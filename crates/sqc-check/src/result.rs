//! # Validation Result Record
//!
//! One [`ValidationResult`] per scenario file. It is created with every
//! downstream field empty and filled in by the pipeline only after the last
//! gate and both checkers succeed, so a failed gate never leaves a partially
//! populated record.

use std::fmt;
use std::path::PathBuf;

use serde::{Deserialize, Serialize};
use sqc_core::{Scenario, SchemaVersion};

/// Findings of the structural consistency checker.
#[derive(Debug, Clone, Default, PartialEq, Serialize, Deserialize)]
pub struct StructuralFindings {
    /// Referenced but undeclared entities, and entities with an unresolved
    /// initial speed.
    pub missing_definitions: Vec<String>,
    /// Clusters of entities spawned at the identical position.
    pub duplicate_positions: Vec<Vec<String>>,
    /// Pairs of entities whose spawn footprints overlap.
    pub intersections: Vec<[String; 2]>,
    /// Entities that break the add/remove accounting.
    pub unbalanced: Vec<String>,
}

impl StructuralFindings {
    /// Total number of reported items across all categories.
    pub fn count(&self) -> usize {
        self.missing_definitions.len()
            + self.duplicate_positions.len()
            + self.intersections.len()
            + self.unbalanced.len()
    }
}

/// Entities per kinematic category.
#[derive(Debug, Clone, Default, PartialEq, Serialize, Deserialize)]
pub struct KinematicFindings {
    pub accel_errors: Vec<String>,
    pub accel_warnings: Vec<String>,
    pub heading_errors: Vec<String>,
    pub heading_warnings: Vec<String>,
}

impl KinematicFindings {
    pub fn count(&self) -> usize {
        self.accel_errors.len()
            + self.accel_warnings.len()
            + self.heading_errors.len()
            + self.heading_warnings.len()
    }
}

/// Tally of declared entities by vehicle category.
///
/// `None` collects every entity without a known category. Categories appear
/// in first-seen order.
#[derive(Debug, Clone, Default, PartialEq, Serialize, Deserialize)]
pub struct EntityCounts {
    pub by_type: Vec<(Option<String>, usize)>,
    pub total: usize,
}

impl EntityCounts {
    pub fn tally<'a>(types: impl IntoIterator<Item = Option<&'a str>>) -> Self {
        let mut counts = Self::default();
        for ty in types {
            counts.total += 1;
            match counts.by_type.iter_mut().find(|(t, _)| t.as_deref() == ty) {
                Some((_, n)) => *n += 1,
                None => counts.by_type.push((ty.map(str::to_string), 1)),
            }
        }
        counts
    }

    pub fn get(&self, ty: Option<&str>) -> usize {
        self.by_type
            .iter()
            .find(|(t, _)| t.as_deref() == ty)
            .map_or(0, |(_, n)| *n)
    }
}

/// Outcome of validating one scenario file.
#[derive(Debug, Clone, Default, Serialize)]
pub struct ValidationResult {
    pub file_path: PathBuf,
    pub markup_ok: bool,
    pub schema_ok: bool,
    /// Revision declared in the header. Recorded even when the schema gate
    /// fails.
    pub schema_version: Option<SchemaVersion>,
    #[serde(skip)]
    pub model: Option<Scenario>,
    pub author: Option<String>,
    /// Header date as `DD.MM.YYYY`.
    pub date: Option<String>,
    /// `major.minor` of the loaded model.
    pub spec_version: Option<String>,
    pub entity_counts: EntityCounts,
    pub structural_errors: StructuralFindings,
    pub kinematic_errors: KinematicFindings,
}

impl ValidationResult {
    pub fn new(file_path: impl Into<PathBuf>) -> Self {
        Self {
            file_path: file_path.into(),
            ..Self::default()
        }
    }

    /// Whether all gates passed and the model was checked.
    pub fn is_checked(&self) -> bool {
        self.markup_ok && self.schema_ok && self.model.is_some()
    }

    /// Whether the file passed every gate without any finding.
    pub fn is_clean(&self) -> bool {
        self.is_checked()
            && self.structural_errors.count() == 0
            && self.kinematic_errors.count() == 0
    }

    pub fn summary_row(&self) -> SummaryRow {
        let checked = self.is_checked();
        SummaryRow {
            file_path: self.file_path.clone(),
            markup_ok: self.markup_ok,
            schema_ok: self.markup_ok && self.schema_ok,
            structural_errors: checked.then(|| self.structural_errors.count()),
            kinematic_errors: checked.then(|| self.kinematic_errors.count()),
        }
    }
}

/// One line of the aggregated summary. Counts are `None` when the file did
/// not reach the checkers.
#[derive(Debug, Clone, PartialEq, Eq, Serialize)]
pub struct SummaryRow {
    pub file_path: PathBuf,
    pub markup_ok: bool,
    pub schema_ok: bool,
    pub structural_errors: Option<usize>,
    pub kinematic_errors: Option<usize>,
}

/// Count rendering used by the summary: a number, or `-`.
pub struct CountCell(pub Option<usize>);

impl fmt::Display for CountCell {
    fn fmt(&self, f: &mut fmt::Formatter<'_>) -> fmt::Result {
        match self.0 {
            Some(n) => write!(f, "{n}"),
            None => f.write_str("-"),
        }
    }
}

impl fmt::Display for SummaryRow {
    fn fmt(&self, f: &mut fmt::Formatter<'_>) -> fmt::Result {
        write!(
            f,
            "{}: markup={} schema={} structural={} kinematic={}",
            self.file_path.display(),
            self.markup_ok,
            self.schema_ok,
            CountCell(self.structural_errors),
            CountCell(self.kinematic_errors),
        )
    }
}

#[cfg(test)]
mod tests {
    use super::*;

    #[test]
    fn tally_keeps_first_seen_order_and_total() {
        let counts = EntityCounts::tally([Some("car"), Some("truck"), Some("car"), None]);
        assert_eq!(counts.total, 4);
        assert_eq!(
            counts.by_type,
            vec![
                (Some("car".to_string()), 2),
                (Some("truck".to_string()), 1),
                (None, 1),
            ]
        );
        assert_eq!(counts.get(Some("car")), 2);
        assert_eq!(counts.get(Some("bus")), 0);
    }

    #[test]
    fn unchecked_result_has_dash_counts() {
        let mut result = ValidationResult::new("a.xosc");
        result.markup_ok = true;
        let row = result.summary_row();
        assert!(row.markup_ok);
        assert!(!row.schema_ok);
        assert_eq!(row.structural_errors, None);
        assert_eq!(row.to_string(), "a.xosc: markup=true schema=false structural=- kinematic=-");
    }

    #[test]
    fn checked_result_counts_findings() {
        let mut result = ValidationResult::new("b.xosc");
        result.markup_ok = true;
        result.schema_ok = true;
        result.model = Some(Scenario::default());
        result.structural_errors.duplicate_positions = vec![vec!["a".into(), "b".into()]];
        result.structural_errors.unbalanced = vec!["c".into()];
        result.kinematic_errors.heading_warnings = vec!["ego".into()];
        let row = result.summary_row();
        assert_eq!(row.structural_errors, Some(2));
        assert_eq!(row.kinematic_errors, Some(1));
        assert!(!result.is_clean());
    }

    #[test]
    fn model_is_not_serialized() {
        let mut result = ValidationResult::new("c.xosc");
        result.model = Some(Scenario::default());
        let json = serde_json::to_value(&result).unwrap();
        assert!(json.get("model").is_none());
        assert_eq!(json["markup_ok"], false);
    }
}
········
## Exercise brief
Using the records above, find and show each line with the string "truck".

## Solution for this task
        let counts = EntityCounts::tally([Some("car"), Some("truck"), Some("car"), None]);
                (Some("truck".to_string()), 1),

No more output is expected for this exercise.